Halperin subrayaba, desde sus palabras iniciales, la excepcionalidad argentina en el contexto latinoamericano: "el progreso argentino es la encarnación en el cuerpo de la nación de lo que comenzó por ser un proyecto formulado en los escritos de algunos argentinos cuya única arma política era su superior clarividencia" y, por lo tanto, "He aquí a la Argentina ofreciendo aún [1938, en palabras de Pedro Henríquez Ureña, sutilmente recogidas por Halperin] un derrotero histórico ejemplar -y hoy por eso mismo excepcional- en el marco hispanoamericano".5 Un envite virtual, que unía la provocación con la tentación: ¿Quién hoy podría -debería- recoger el guante de esa ejemplaridad, quién podría ponerse a la altura de aquellos textos convocantes, quién sostendría el diálogo sin mengua? 1980, ¿2011?

El autor señalaba que fue una etapa marcada por "acciones violentas y palabras destempladas", quizás la más violenta de la historia argentina, en las que el actor fue el naciente Estado nacional, con lo que trazaba notable distancia respecto de la línea apologética de las llamadas "presidencias históricas" de Mitre, Sarmiento y Avellaneda. Señalada por el ocaso del partido federal, ahogado por los pactos de Urquiza, por su asesinato, por el fracaso de las rebeliones de Peñaloza, Varela y López Jordán, por los paulatinos reacomodos de sus restantes referentes; también, por el apocamiento singular del mitrismo y el desfallecimiento final del autonomismo alsinista en las jornadas del '80. En el horizonte, el roquismo, como una amalgama de facciones erigida sobre el éxito en la construcción del Estado, sobre el nuevo ejército nacional y sobre un acuerdo más transversal y sólido: la apuesta a la toma de oportunidades que ofrecía el mercado mundial, el consenso sobre las bondades de la inmigración.
La trama historiográfica de Halperin se recortaba nítida de la académica, pero también -pese a algún guiño nunca reconocido- de la interpretación facciosa protagonizada por el revisionismo en un debate que llevaba ya más de medio siglo.

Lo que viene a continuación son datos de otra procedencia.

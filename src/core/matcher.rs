//! Configuration applicability matching and external/internal id
//! translation.
//!
//! The translation catalog is built at most once per run from the server's
//! full configuration list and lives for the process; nothing invalidates
//! it short of a restart.

use std::cell::RefCell;
use std::collections::{BTreeMap, BTreeSet};

use tracing::debug;

use crate::core::errors::RunError;
use crate::remote::api::{ConfigurationId, ServerFacade};

struct Catalog {
    external_to_internal: BTreeMap<String, ConfigurationId>,
    /// Keyed by both internal and external project id.
    by_project: BTreeMap<String, BTreeSet<ConfigurationId>>,
}

pub struct ConfigurationMatcher<'a, S: ServerFacade + ?Sized> {
    server: &'a S,
    catalog: RefCell<Option<Catalog>>,
}

impl<'a, S: ServerFacade + ?Sized> ConfigurationMatcher<'a, S> {
    pub fn new(server: &'a S) -> Self {
        Self {
            server,
            catalog: RefCell::new(None),
        }
    }

    /// Resolves the CLI-requested filter into internal configuration ids.
    /// A project filter expands to all of the project's configurations;
    /// configuration filters accept internal (`bt<digits>`) and external
    /// ids. A filter that resolves to nothing is an error, not an implicit
    /// run-everything.
    pub fn requested(
        &self,
        configurations: &[String],
        project: Option<&str>,
    ) -> Result<BTreeSet<ConfigurationId>, RunError> {
        if let Some(project) = project {
            let ids = self.with_catalog(|catalog| {
                catalog.by_project.get(project).cloned().unwrap_or_default()
            })?;
            if ids.is_empty() {
                return Err(RunError::NoApplicableConfigurations {
                    requested: vec![project.to_owned()],
                });
            }
            return Ok(ids);
        }

        let wanted: Vec<&str> = configurations
            .iter()
            .flat_map(|value| value.split(','))
            .map(str::trim)
            .filter(|id| !id.is_empty())
            .collect();
        if wanted.is_empty() {
            return Ok(BTreeSet::new());
        }

        let mut resolved = BTreeSet::new();
        for id in &wanted {
            if ConfigurationId::looks_internal(id) {
                resolved.insert(ConfigurationId((*id).to_owned()));
                continue;
            }
            let translated =
                self.with_catalog(|catalog| catalog.external_to_internal.get(*id).cloned())?;
            match translated {
                Some(internal) => {
                    resolved.insert(internal);
                }
                None => debug!(id, "requested configuration id not known to the server"),
            }
        }

        if resolved.is_empty() {
            return Err(RunError::NoApplicableConfigurations {
                requested: wanted.iter().map(|s| (*s).to_owned()).collect(),
            });
        }
        Ok(resolved)
    }

    /// The applicability decision:
    /// - non-empty `requested` without a forced check is trusted verbatim;
    /// - a forced check intersects `requested` with the server-reported
    ///   applicable set for the touched paths;
    /// - an empty `requested` means "every applicable configuration".
    pub fn applicable(
        &self,
        requested: &BTreeSet<ConfigurationId>,
        touched_paths: &BTreeSet<String>,
        force_compatibility_check: bool,
    ) -> Result<BTreeSet<ConfigurationId>, RunError> {
        let selected = if requested.is_empty() {
            let applicable = self.server.applicable_configurations(touched_paths)?;
            debug!(count = applicable.len(), "using all applicable configurations");
            applicable
        } else if force_compatibility_check {
            let applicable = self.server.applicable_configurations(touched_paths)?;
            let intersection: BTreeSet<_> =
                requested.intersection(&applicable).cloned().collect();
            debug!(
                requested = requested.len(),
                applicable = applicable.len(),
                kept = intersection.len(),
                "intersected requested with applicable configurations"
            );
            intersection
        } else {
            requested.clone()
        };

        if selected.is_empty() {
            return Err(RunError::NoApplicableConfigurations {
                requested: requested.iter().map(|id| id.0.clone()).collect(),
            });
        }
        Ok(selected)
    }

    fn with_catalog<T>(&self, read: impl FnOnce(&Catalog) -> T) -> Result<T, RunError> {
        let mut slot = self.catalog.borrow_mut();
        match &*slot {
            Some(catalog) => Ok(read(catalog)),
            None => {
                let catalog = self.build_catalog()?;
                let value = read(&catalog);
                *slot = Some(catalog);
                Ok(value)
            }
        }
    }

    fn build_catalog(&self) -> Result<Catalog, RunError> {
        let listed = self.server.list_configurations()?;
        debug!(count = listed.len(), "built configuration id catalog");
        let mut external_to_internal = BTreeMap::new();
        let mut by_project: BTreeMap<String, BTreeSet<ConfigurationId>> = BTreeMap::new();
        for cfg in listed {
            external_to_internal.insert(cfg.external_id.clone(), cfg.internal_id.clone());
            by_project
                .entry(cfg.project_id.clone())
                .or_default()
                .insert(cfg.internal_id.clone());
            by_project
                .entry(cfg.project_external_id.clone())
                .or_default()
                .insert(cfg.internal_id);
        }
        Ok(Catalog {
            external_to_internal,
            by_project,
        })
    }
}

Este colocarse un paso más allá de los tradicionales contendientes de la historiografía argentina fue probablemente decisivo para que a partir de Una nación... se afirmase un indisputado liderazgo y fuese una guía insoslayable en la renovación de su práctica en las próximas tres décadas.
Treinta años después, el futuro posible se convirtió en el pasado verdadero. El libro de Halperin, ya aliviado de esos textos poderosos que ayudaban a programar el mañana, se convirtió en un clásico de la historiografía. Ankersmit percibe, refiriéndose a la especialización de los historiadores y la sobreproducción resultante, que la historiografía tiende ahora más al análisis de las interpretaciones, que de las obras en sí; segundo efecto: debido a su evidente "multi-interpretabilidad", los textos originales pierden su capacidad de fungir como árbitros del debate histórico. "El resultado paradójico de todo esto es que el texto en sí ya no tiene autoridad ninguna en una interpretación [...]. En resumen, ya no tenemos textos ni pasados, sino sólo interpretaciones de ellos".6 Melancolía posmoderna, resignación ¿rendición? frente al bizantinismo de la hora. Sin embargo, la voz de Halperin sigue inquieta, inquietándonos; rememora el diagnóstico final que Sarmiento lanzara en 1883 sin eufemismos ni circunloquios, que Martínez Estrada actualizara en 1933 en Radiografía de la pampa coincidiendo con el balance lúcido y desangelado de Alberdi:

-Pienso que la Argentina fue realmente, como apuesta, una de las apuestas más audaces que ha habido. Porque la idea de hacer un país nuevo, no renovar una sociedad sino crear una sociedad, que en buena medida se hizo, no salió bien. No hay vuelta que darle;7

-Mire, es otra cara de lo mismo. La sociedad argentina es escéptica en todo, salvo sobre ella misma: es siempre la víctima inocente de calamidades en las que nunca tuvo nada que ver. Y quien se atreve a dudar de ese dogma es siempre mal recibido.8

Escuchar, ahora en silencio.

Notas

1 Proyecto y construcción de una nación (Argentina 1846-1880), Selección, prólogo y cronología de Tulio Halperin Donghi, Biblioteca Ayacucho, 68, Caracas, 1980, CII + 599 pp.         [ Links ] Luego fue reeditado en la Biblioteca del Pensamiento Argentino, Ariel, Buenos Aires, 1995; con CD documental, Emecé, Buenos Aires, 2007; sólo el prólogo: Centro Editor de América Latina, Buenos Aires, 1992; Prometeo Libros, Buenos Aires, 2009. Tulio Halperin Donghi, Vida y muerte de la República Verdadera (1910-1930), Buenos Aires, Ariel, 2000;         [ Links ] Tulio Halperin Donghi, La república imposible (1930-1945), Buenos Aires, Ariel, 2004;         [ Links ] reeditados por Emecé, con apéndice documental en CD, Buenos Aires, 2007.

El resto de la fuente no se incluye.